Conflicting messages on COVID-19 by politicians and experts present yet another challenge. While politicians in some countries try to underplay the seriousness of the outbreak and to restart their economies as soon as possible, health experts warn about the consequences if proper measures to contain the outbreak are not taken (leading to a second wave of the virus, for example). The professional opinion of experts should precede statements by politicians if the health of a population is a priority. The economic downturn should be addressed by a gradual opening of the economy and careful monitoring of health indicators related to the COVID-19 outbreak. It is a delicate balance, and we are all still learning about the best way of keeping the outbreak under control and minimising its impact on the economy.

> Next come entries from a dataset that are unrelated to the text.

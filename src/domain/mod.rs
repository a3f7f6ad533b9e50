// Domain layer: core models and ports (interfaces). Adapters live under src/adapters.

pub mod model;
pub mod ports;
#[cfg(feature = "cli")]
pub mod cli;

use crate::adapters::providers::{
    DEFAULT_DYNASTYPROCESS_BASE_URL, DEFAULT_FFOPPORTUNITY_BASE_URL, DEFAULT_FINES_URL,
    DEFAULT_NFLDATA_BASE_URL, DEFAULT_NFLVERSE_BASE_URL,
};
use crate::adapters::storage::DEFAULT_GCS_ENDPOINT;
use crate::adapters::warehouse::DEFAULT_BIGQUERY_ENDPOINT;
use crate::core::extractor::season_for;
use crate::utils::error::{EtlError, Result};
use crate::utils::validation::{self, Validate};
use chrono::Utc;
use gcp_auth::{CustomServiceAccount, TokenProvider};
use serde::{Deserialize, Serialize};
use std::path::Path;
use std::str::FromStr;
use std::time::Duration;

const CLOUD_PLATFORM_SCOPE: &str = "https://www.googleapis.com/auth/cloud-platform";

#[derive(Debug, Clone, Default, PartialEq, Serialize, Deserialize)]
#[serde(default)]
pub struct AppConfig {
    pub gcp: GcpConfig,
    pub storage: StorageConfig,
    pub warehouse: WarehouseConfig,
    pub ingestion: IngestionConfig,
    pub sources: SourcesConfig,
}

#[derive(Debug, Clone, PartialEq, Serialize, Deserialize)]
#[serde(default)]
pub struct GcpConfig {
    pub project_id: String,
    pub location: String,
    pub access_token: Option<String>,
    pub credentials_path: Option<String>,
}

#[derive(Debug, Clone, PartialEq, Serialize, Deserialize)]
#[serde(default)]
pub struct StorageConfig {
    pub raw_bucket: String,
    pub endpoint: String,
}

/// 倉儲資料集 (raw / staging / analytics / ml)
#[derive(Debug, Clone, PartialEq, Serialize, Deserialize)]
#[serde(default)]
pub struct WarehouseConfig {
    pub raw_dataset: String,
    pub staging_dataset: String,
    pub analytics_dataset: String,
    pub ml_dataset: String,
    pub endpoint: String,
}

#[derive(Debug, Clone, PartialEq, Serialize, Deserialize)]
#[serde(default)]
pub struct IngestionConfig {
    pub batch_size: usize,
    pub max_retries: u32,
    pub retry_delay_seconds: u64,
    /// Falls back to the season of today's date.
    pub current_season: Option<u16>,
}

#[derive(Debug, Clone, PartialEq, Serialize, Deserialize)]
#[serde(default)]
pub struct SourcesConfig {
    pub source: String,
    pub nflverse_base_url: String,
    pub ffopportunity_base_url: String,
    pub dynastyprocess_base_url: String,
    pub nfldata_base_url: String,
    pub fines_url: String,
}

impl Default for GcpConfig {
    fn default() -> Self {
        Self {
            project_id: String::new(),
            location: "US".to_string(),
            access_token: None,
            credentials_path: None,
        }
    }
}

impl Default for StorageConfig {
    fn default() -> Self {
        Self {
            raw_bucket: String::new(),
            endpoint: DEFAULT_GCS_ENDPOINT.to_string(),
        }
    }
}

impl Default for WarehouseConfig {
    fn default() -> Self {
        Self {
            raw_dataset: "nfl_raw".to_string(),
            staging_dataset: "nfl_staging".to_string(),
            analytics_dataset: "nfl_analytics".to_string(),
            ml_dataset: "nfl_ml".to_string(),
            endpoint: DEFAULT_BIGQUERY_ENDPOINT.to_string(),
        }
    }
}

impl Default for IngestionConfig {
    fn default() -> Self {
        Self {
            batch_size: 10_000,
            max_retries: 3,
            retry_delay_seconds: 5,
            current_season: None,
        }
    }
}

impl Default for SourcesConfig {
    fn default() -> Self {
        Self {
            source: "nfl".to_string(),
            nflverse_base_url: DEFAULT_NFLVERSE_BASE_URL.to_string(),
            ffopportunity_base_url: DEFAULT_FFOPPORTUNITY_BASE_URL.to_string(),
            dynastyprocess_base_url: DEFAULT_DYNASTYPROCESS_BASE_URL.to_string(),
            nfldata_base_url: DEFAULT_NFLDATA_BASE_URL.to_string(),
            fines_url: DEFAULT_FINES_URL.to_string(),
        }
    }
}

fn parse_var<T: FromStr>(name: &str, raw: Option<String>, default: T) -> Result<T>
where
    T::Err: std::fmt::Display,
{
    match raw {
        Some(value) if !value.trim().is_empty() => {
            value
                .trim()
                .parse()
                .map_err(|e: T::Err| EtlError::InvalidConfigValueError {
                    field: name.to_string(),
                    value: value.clone(),
                    reason: e.to_string(),
                })
        }
        _ => Ok(default),
    }
}

impl AppConfig {
    /// 從環境變數載入 (先讀 .env)
    pub fn from_env() -> Result<Self> {
        if let Err(e) = dotenvy::dotenv() {
            if !e.not_found() {
                return Err(EtlError::config(format!(".env could not be read: {}", e)));
            }
        }
        Self::from_lookup(|name| std::env::var(name).ok())
    }

    /// Builds the configuration from a variable lookup; unset variables keep defaults.
    pub fn from_lookup<F>(lookup: F) -> Result<Self>
    where
        F: Fn(&str) -> Option<String>,
    {
        let mut config = Self::default();

        if let Some(project_id) = lookup("GCP_PROJECT_ID") {
            config.gcp.project_id = project_id;
        }
        if let Some(bucket) = lookup("GCS_RAW_BUCKET") {
            config.storage.raw_bucket = bucket;
        }
        if let Some(location) = lookup("GCP_LOCATION") {
            config.gcp.location = location;
        }
        config.gcp.access_token = lookup("GCP_ACCESS_TOKEN").filter(|t| !t.is_empty());
        config.gcp.credentials_path = lookup("GOOGLE_APPLICATION_CREDENTIALS");

        config.ingestion.batch_size = parse_var(
            "INGESTION_BATCH_SIZE",
            lookup("INGESTION_BATCH_SIZE"),
            config.ingestion.batch_size,
        )?;
        config.ingestion.max_retries = parse_var(
            "INGESTION_MAX_RETRIES",
            lookup("INGESTION_MAX_RETRIES"),
            config.ingestion.max_retries,
        )?;
        config.ingestion.retry_delay_seconds = parse_var(
            "INGESTION_RETRY_DELAY",
            lookup("INGESTION_RETRY_DELAY"),
            config.ingestion.retry_delay_seconds,
        )?;
        config.ingestion.current_season = parse_var(
            "NFL_CURRENT_SEASON",
            lookup("NFL_CURRENT_SEASON"),
            0u16,
        )
        .map(|season| (season > 0).then_some(season))?;

        if let Some(url) = lookup("NFLVERSE_BASE_URL") {
            config.sources.nflverse_base_url = url;
        }
        if let Some(url) = lookup("FFOPPORTUNITY_BASE_URL") {
            config.sources.ffopportunity_base_url = url;
        }
        if let Some(url) = lookup("DYNASTYPROCESS_BASE_URL") {
            config.sources.dynastyprocess_base_url = url;
        }
        if let Some(url) = lookup("NFLDATA_BASE_URL") {
            config.sources.nfldata_base_url = url;
        }
        if let Some(url) = lookup("NFL_FINES_URL") {
            config.sources.fines_url = url;
        }
        if let Some(endpoint) = lookup("GCS_ENDPOINT") {
            config.storage.endpoint = endpoint;
        }
        if let Some(endpoint) = lookup("BIGQUERY_ENDPOINT") {
            config.warehouse.endpoint = endpoint;
        }

        Ok(config)
    }

    /// 從 TOML 檔案載入配置
    pub fn from_file<P: AsRef<Path>>(path: P) -> Result<Self> {
        let content = std::fs::read_to_string(&path)?;
        Self::from_toml_str(&content)
    }

    /// 從 TOML 字串解析配置，支援 ${VAR} 環境變數替換
    pub fn from_toml_str(content: &str) -> Result<Self> {
        let processed = substitute_env_vars(content)?;
        toml::from_str(&processed)
            .map_err(|e| EtlError::config(format!("TOML parsing error: {}", e)))
    }

    pub fn current_season(&self) -> u16 {
        self.ingestion
            .current_season
            .unwrap_or_else(|| season_for(Utc::now()))
    }

    pub fn retry_delay(&self) -> Duration {
        Duration::from_secs(self.ingestion.retry_delay_seconds)
    }

    /// Bearer token for GCS and BigQuery. `GCP_ACCESS_TOKEN` wins; otherwise one
    /// is requested with the service-account key at `credentials_path`.
    pub async fn resolve_access_token(&self) -> Result<Option<String>> {
        if let Some(token) = &self.gcp.access_token {
            return Ok(Some(token.clone()));
        }
        let Some(path) = &self.gcp.credentials_path else {
            tracing::warn!("⚠️ No GCP credentials configured, requests are unauthenticated");
            return Ok(None);
        };

        let account = CustomServiceAccount::from_file(path).map_err(|e| {
            EtlError::config(format!("service account key {} is unusable: {}", path, e))
        })?;
        let token = account
            .token(&[CLOUD_PLATFORM_SCOPE])
            .await
            .map_err(|e| EtlError::processing(format!("token request with {} failed: {}", path, e)))?;

        tracing::debug!("🔑 Access token issued for the key at {}", path);
        Ok(Some(token.as_str().to_string()))
    }
}

/// 替換環境變數 (例如 ${GCP_ACCESS_TOKEN})；未設定的變數原樣保留
fn substitute_env_vars(content: &str) -> Result<String> {
    use regex::Regex;
    let re = Regex::new(r"\$\{([^}]+)\}")
        .map_err(|e| EtlError::config(format!("substitution pattern: {}", e)))?;

    let result = re.replace_all(content, |caps: &regex::Captures| {
        let var_name = &caps[1];
        std::env::var(var_name).unwrap_or_else(|_| format!("${{{}}}", var_name))
    });

    Ok(result.into_owned())
}

impl Validate for AppConfig {
    fn validate(&self) -> Result<()> {
        validation::validate_required("GCP_PROJECT_ID", &self.gcp.project_id)?;
        validation::validate_required("GCS_RAW_BUCKET", &self.storage.raw_bucket)?;
        validation::validate_gcs_bucket_name("storage.raw_bucket", &self.storage.raw_bucket)?;
        validation::validate_non_empty_string("gcp.location", &self.gcp.location)?;

        validation::validate_url("storage.endpoint", &self.storage.endpoint)?;
        validation::validate_url("warehouse.endpoint", &self.warehouse.endpoint)?;
        for (field, url) in [
            ("sources.nflverse_base_url", &self.sources.nflverse_base_url),
            ("sources.ffopportunity_base_url", &self.sources.ffopportunity_base_url),
            ("sources.dynastyprocess_base_url", &self.sources.dynastyprocess_base_url),
            ("sources.nfldata_base_url", &self.sources.nfldata_base_url),
            ("sources.fines_url", &self.sources.fines_url),
        ] {
            validation::validate_url(field, url)?;
        }

        for (field, dataset) in [
            ("warehouse.raw_dataset", &self.warehouse.raw_dataset),
            ("warehouse.staging_dataset", &self.warehouse.staging_dataset),
            ("warehouse.analytics_dataset", &self.warehouse.analytics_dataset),
            ("warehouse.ml_dataset", &self.warehouse.ml_dataset),
        ] {
            validation::validate_identifier(field, dataset)?;
        }
        validation::validate_identifier("sources.source", &self.sources.source)?;

        validation::validate_positive_number("ingestion.batch_size", self.ingestion.batch_size, 1)?;
        validation::validate_range("ingestion.max_retries", self.ingestion.max_retries, 0, 10)?;

        if let Some(path) = &self.gcp.credentials_path {
            validation::validate_path("gcp.credentials_path", path)?;
        }

        Ok(())
    }
}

  Common Stressors of Humanitarian Field Workers Top


Box 2: Common stressors of humanitarian field workers during the COVID-19 outbreak

Personal/family issues
  • Separation from family/partners
  • Feeling powerless in protecting loved ones and fear of losing loved ones because of the virus
  • Fear of losing job
  • Fear of contracting COVID-19 due to shortages of PPE, proper testing and adequate treatment
  • within the health system of the host country


Isolation/difficulties in travelling and evacuation
  • Feelings of helplessness, boredom, loneliness and depression
  • Work from home with limited or no access to beneficiaries (restricted movement)
  • Challenges to use R&R and evacuate if/when needed
  • Social stigma attached within community towards frontline humanitarian workers


Access to reliable information on COVID-19 outbreak/self-protection issues
  • Conflicting messages on the COVID-19 outbreak from different sources
  • Challenge of social distancing, hygiene measures and lack of responsible staff care
  • Challenges of working in countries with poor health systems


During the outbreak of COVID-19, it is very important that humanitarian field workers have access to responsible staff care (Antares Foundation, 2012), which is unfortunately still not regularly provided by many humanitarian organisations. One example of a good responsible staff care initiative was launched by the Office for Human Resources of the Lutheran World Federation (LWF) in March 2020. Three stress management consultants trained in community-based psychosocial support by Church of Sweden were recruited to provide direct support to LWF humanitarian field staff as per individual staff member’s requests. This initiative is still going on and has been welcomed by the majority of LWF humanitarian field staff in different countries where LWF has its programmes. Humanitarian field staff can make an appointment by email for an online, one-hour, confidential session with the stress management specialist (usually via Skype). A number of group and individual stress management sessions covering different stressors (see Box 2) have been delivered so far with a limit of three individual sessions per one humanitarian worker.

Personal/Family Issues

Separation from family members for a long duration can be a big stressor for humanitarian field workers, especially if they have smaller children and older or sick family members at home. During an individual stress management session one humanitarian worker from Uganda mentioned, “I have a new born son but I cannot see him because of lockdown in Kenya where I work now”. Similarly, separation is a stress for partners who are in a relationship and cannot see each other in person. The best way to overcome challenges of separation at the moment is communication via the internet (Skype) or mobile applications such as WhatsApp and Viber. Time differences can be a significant challenge for this kind of communication if the difference between time zones is too big. The hardship of separation between partners was summed up by one humanitarian field worker from Myanmar: “It is very difficult for me to discuss a long-term relationship with my partner online because of a time difference of 10 hours between us”.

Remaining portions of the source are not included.